申し立てを受けて、県では今後不服審査会を開き、名護市の決定が妥当であるかどうか、3ヶ月以内に結論を出すことになっています。
県への不服申請と平行して、大城さんは名護市に対して新たな要請も行いました。
実は10月からの自立支援法、全面施行に伴って各市長村で開かれる審査会で、あらためて介護給付時間が決定されるため、ここでも渉さんの介護時間を見直すよう求めたものです。
しかし名護市からは財政的に厳しいという説明に加え、思わぬ答えが返ってきました。
名護市・宮城福祉部長「大城さんの件ついては今回の不服審査の決定がなされるまで、現状の維持でやっていこうと思います」
生命の維持をも脅かすような状況を一刻も早く打開したいと早急な見直しを求めているにも関わらず、県の不服審査の結果が出るまでは、名護市の審査は見送ると発言したのです。

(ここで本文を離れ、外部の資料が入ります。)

//! Subcommand implementations.

pub mod ask;
pub mod delete;
pub mod export;
pub mod index;
pub mod list;
pub mod record;
pub mod run;
pub mod save;
pub mod search;
pub mod sync;

use std::process::ExitCode;

/// Map a runner exit code onto the process exit code.
pub fn exit_code_from(code: i32) -> ExitCode {
    ExitCode::from(code.clamp(0, 255) as u8)
}
//! Confirmation seams.
//!
//! The engine never talks to a terminal directly: step confirmations and
//! danger prompts go through these traits so the CLI can render them with
//! its own widgets and tests can script the answers.

use anyhow::Result;

use crate::danger::DangerInfo;

/// Answer to a per-step confirmation.
#[derive(Debug, Clone, Copy, PartialEq, Eq)]
pub enum StepDecision {
    /// Execute the step.
    Run,
    /// Skip this step and continue with the next.
    Skip,
    /// Abort the whole run.
    Quit,
}

/// Asks the user whether a step should run.
pub trait StepPrompter: Send + Sync {
    /// Present `prompt` and return the decision. Errors abort the run.
    fn confirm_step(&self, prompt: &str) -> Result<StepDecision>;
}

/// Asks the user whether a dangerous command may proceed. The default
/// answer is no.
pub trait DangerPrompt: Send + Sync {
    /// Present the matched rule and return `true` to proceed.
    fn confirm_danger(&self, danger: &DangerInfo) -> std::io::Result<bool>;
}

/// Prompter that approves everything. Used by tests and `--yes` runs.
#[derive(Debug, Default, Clone, Copy)]
pub struct AcceptAll;

impl StepPrompter for AcceptAll {
    fn confirm_step(&self, _prompt: &str) -> Result<StepDecision> {
        Ok(StepDecision::Run)
    }
}

impl DangerPrompt for AcceptAll {
    fn confirm_danger(&self, _danger: &DangerInfo) -> std::io::Result<bool> {
        Ok(true)
    }
}

/// Prompter that declines everything, matching the prompt default.
#[derive(Debug, Default, Clone, Copy)]
pub struct DeclineAll;

impl StepPrompter for DeclineAll {
    fn confirm_step(&self, _prompt: &str) -> Result<StepDecision> {
        Ok(StepDecision::Quit)
    }
}

impl DangerPrompt for DeclineAll {
    fn confirm_danger(&self, _danger: &DangerInfo) -> std::io::Result<bool> {
        Ok(false)
    }
}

岡島弁護士「不服申し立てが出たら9月29日にやらないなんて、めちゃくちゃです。まるで、不服申し立てをしたことを不利益に扱っているじゃないですか」
一時、名護市の職員が退席する場面もあり、話し合いは決裂するかと思われましたが・・・
宮城福祉部長「審査会にはからせていただきます。このことについて、現状維持ということは撤回をします」
名護市では先月29日、渉さんについても審査会を開催しましたが、結局、慎重な審議が必要だとして結論には至らず、今月19日に再度開かれることになっています。
当たり前の生活を送りたいという人間として当然の訴え。しかし、それを叶えるにはいくつもの課題が立ちはだかります。病気の進行は止められない中、時間だけが無常に過ぎていくのが現状です。
岡島弁護士「壁はそう簡単には開かないけども、命がかかる話だから頑張りましょう」
取材した障害者の中には、ただ普通に生きていきたいと介護給付を求めているだけなのに、審査会の結果を待つ間はまるで裁判の判決が下るのを待つ被告のようだと話す方もいました。
市町村も財政的に厳しいという現実はわかりますが、命を預かるという使命のもと、心で受け止めた対応が求められます。